• [Provided information]

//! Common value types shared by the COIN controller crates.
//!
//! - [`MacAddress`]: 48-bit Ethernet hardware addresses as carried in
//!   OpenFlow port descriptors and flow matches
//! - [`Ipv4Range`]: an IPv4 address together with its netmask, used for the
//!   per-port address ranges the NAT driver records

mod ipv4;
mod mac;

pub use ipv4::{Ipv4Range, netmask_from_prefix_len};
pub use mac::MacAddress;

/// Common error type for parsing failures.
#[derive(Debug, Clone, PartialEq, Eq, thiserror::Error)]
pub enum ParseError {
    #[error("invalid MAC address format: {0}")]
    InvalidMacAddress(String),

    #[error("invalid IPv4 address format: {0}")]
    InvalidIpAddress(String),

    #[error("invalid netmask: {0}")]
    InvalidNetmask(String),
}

---

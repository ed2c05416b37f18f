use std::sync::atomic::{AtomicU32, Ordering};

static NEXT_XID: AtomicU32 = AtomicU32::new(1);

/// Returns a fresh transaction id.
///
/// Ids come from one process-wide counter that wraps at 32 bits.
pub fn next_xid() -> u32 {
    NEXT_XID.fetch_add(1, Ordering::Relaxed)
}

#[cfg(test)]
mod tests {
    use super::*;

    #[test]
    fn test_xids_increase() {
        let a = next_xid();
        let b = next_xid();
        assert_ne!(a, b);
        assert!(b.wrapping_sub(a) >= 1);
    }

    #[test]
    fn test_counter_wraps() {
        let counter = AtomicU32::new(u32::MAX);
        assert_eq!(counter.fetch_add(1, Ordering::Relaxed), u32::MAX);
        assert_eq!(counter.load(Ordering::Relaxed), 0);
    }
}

• [What you will do] List all lines from the entries that include the word "Relaxed".

• [Written solution]
    NEXT_XID.fetch_add(1, Ordering::Relaxed)
        assert_eq!(counter.fetch_add(1, Ordering::Relaxed), u32::MAX);
        assert_eq!(counter.load(Ordering::Relaxed), 0);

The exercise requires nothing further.